WORK INSTRUCTION: Report every line of the records that contains the word "DonationsArgs".

[Stored data entries]
--- START ---

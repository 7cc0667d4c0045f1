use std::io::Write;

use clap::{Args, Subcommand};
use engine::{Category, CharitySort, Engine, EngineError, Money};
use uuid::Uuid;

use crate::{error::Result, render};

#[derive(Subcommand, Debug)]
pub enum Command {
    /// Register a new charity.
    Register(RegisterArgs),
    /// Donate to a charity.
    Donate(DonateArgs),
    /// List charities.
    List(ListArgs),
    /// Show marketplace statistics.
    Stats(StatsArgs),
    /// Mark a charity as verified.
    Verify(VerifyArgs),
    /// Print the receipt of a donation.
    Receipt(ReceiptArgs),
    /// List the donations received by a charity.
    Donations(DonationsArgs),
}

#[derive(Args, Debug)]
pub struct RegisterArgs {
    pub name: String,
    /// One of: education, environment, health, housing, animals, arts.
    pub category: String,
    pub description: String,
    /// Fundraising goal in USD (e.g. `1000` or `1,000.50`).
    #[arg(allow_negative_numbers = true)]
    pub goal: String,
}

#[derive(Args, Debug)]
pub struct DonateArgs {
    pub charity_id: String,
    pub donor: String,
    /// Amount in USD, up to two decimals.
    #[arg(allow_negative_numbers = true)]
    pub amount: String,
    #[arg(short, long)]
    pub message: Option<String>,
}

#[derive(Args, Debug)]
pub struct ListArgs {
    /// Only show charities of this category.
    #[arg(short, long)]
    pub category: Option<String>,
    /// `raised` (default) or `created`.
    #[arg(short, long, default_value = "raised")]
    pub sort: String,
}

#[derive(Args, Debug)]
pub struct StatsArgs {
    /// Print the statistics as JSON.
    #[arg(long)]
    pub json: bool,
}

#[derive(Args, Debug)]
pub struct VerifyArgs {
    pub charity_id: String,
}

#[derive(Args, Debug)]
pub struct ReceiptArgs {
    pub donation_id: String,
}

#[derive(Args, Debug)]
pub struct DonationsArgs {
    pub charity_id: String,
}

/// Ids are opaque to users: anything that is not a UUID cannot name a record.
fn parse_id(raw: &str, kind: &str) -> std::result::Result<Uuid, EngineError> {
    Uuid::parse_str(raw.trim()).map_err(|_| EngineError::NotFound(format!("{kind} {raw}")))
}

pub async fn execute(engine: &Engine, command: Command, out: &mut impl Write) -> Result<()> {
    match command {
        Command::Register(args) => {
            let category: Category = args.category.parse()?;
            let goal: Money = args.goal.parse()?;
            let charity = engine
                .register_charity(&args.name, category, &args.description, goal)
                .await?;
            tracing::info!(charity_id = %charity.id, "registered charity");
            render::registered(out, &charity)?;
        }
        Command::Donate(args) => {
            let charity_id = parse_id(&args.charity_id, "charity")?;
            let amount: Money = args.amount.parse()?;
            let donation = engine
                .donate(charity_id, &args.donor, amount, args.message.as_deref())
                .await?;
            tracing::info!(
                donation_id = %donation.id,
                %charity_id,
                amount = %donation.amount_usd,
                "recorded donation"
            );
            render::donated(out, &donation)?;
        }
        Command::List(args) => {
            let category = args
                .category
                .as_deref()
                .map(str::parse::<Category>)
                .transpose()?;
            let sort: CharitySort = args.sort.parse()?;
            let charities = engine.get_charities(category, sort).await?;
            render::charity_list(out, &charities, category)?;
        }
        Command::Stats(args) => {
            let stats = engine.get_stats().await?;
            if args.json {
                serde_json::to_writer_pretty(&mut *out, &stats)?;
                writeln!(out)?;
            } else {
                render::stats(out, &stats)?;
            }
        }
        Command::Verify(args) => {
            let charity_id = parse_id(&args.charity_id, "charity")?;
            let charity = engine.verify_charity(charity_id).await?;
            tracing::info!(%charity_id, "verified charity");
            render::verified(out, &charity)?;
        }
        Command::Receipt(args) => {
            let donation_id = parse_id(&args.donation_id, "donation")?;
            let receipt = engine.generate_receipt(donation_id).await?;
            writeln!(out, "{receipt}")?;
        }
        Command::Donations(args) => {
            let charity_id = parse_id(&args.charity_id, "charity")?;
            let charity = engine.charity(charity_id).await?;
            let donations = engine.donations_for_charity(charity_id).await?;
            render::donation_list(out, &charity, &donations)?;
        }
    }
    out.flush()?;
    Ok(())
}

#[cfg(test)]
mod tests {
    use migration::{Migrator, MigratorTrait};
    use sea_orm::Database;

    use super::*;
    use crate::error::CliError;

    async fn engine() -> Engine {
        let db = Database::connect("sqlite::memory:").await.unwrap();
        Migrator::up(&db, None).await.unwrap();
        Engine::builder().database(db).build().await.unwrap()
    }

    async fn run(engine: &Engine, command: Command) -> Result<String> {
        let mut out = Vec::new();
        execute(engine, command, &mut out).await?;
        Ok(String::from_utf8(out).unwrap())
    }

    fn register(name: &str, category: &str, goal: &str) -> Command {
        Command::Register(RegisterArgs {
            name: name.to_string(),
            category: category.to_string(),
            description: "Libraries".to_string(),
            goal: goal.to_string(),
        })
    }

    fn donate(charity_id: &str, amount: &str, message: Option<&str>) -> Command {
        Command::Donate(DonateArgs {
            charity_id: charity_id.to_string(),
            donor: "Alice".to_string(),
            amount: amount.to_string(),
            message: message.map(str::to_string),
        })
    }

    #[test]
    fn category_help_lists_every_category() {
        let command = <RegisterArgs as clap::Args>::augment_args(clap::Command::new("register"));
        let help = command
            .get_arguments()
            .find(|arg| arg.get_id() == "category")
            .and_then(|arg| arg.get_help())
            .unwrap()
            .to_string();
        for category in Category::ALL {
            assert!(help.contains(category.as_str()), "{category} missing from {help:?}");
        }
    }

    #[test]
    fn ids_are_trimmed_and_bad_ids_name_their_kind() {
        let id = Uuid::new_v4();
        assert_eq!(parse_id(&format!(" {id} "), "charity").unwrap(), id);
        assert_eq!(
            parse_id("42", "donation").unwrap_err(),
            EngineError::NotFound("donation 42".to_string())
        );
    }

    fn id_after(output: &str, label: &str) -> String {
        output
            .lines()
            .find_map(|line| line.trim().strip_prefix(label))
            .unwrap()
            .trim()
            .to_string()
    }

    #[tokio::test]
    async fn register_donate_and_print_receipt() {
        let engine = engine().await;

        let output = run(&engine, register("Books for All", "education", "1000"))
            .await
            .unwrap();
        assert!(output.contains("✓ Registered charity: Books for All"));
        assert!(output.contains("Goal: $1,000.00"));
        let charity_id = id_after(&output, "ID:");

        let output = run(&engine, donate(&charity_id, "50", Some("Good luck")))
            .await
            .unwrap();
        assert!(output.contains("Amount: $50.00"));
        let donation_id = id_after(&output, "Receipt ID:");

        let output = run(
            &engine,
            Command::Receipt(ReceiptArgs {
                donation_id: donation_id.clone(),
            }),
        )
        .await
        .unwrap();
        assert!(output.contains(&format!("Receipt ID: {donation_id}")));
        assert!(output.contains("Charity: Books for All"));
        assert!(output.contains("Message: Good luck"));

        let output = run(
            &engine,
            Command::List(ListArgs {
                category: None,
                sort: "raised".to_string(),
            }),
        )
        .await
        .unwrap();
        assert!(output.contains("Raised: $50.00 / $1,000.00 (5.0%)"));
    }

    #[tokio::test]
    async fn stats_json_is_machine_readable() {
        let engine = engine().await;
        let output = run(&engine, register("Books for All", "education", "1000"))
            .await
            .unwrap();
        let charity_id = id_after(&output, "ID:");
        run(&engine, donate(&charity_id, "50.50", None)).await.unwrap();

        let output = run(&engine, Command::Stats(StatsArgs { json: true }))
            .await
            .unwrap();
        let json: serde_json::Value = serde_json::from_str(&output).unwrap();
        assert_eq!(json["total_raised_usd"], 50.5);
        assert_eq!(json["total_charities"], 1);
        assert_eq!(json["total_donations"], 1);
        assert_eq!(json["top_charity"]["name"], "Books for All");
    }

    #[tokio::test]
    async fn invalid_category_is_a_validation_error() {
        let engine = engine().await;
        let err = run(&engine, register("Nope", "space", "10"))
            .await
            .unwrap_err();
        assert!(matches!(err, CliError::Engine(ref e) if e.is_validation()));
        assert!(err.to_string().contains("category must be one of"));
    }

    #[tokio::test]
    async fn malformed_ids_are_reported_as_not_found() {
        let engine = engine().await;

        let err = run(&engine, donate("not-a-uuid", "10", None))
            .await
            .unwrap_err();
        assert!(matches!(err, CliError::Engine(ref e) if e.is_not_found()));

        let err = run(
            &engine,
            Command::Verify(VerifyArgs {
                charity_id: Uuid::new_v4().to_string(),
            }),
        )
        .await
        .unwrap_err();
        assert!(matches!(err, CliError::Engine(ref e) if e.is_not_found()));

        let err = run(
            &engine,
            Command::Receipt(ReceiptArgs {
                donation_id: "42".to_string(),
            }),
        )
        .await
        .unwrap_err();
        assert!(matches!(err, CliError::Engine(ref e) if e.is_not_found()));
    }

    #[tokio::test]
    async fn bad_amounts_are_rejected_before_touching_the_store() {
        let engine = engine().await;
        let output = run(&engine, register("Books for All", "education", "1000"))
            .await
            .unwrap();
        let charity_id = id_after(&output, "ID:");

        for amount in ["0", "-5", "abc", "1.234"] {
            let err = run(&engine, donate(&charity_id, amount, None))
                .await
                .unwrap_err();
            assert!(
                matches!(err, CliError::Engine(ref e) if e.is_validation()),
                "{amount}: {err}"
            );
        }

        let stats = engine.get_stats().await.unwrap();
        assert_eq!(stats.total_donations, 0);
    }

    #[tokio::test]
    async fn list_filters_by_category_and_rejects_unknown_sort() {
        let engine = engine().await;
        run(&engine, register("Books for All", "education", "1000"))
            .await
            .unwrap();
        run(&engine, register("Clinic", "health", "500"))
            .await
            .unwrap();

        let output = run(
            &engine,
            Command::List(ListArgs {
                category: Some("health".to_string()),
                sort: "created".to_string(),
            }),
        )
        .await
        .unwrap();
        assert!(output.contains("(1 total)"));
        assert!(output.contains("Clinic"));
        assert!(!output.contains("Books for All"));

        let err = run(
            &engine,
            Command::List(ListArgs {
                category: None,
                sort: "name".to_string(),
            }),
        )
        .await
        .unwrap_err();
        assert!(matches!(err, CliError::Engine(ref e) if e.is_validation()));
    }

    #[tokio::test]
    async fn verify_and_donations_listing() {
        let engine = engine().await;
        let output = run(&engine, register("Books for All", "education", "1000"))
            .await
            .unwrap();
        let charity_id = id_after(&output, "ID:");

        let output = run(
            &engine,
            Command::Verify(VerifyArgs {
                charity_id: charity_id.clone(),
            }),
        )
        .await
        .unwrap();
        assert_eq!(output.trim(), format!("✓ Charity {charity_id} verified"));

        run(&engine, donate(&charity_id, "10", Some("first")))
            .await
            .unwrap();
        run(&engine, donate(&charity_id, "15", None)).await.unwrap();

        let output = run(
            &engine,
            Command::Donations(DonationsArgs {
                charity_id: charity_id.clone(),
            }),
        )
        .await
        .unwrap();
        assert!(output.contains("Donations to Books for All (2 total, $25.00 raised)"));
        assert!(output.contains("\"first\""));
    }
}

--- END ---
--- START ---

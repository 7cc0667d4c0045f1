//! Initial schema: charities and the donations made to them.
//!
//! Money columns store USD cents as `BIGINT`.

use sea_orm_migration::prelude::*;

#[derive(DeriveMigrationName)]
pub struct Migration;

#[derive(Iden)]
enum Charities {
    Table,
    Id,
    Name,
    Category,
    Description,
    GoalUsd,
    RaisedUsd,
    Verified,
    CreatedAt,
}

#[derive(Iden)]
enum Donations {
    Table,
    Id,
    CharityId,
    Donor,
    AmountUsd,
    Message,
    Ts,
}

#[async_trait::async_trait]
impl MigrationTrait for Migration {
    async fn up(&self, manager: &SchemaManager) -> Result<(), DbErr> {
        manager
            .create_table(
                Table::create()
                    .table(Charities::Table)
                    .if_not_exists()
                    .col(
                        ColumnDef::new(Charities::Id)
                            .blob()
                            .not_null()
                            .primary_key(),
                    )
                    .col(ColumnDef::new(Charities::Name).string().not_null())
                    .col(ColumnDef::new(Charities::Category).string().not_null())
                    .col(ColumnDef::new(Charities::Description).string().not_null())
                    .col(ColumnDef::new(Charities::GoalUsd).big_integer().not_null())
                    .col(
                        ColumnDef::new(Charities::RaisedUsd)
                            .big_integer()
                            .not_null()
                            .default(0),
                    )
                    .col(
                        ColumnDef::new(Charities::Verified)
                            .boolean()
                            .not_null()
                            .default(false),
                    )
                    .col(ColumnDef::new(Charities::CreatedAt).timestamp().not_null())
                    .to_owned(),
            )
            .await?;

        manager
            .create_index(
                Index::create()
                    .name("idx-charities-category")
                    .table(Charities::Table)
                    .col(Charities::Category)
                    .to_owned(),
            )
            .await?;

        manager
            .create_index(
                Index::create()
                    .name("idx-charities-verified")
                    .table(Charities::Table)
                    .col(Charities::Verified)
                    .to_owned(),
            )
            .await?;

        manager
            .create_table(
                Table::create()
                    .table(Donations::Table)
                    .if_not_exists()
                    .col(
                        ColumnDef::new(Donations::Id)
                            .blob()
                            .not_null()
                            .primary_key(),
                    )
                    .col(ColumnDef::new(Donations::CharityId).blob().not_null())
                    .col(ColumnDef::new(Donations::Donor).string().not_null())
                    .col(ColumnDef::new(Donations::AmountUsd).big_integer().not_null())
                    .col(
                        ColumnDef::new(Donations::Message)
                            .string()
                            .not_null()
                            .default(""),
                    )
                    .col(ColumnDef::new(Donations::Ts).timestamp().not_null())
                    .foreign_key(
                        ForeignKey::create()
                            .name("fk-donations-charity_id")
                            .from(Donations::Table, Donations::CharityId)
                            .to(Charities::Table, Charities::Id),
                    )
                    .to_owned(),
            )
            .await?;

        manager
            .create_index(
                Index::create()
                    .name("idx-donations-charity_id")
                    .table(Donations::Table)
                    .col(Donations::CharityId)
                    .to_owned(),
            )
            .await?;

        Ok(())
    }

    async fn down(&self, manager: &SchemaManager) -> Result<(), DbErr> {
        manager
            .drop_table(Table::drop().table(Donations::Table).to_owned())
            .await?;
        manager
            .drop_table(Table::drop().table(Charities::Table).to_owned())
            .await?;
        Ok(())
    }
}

--- END ---

SOLUTION:
    Donations(DonationsArgs),
pub struct DonationsArgs {
            Command::Donations(DonationsArgs {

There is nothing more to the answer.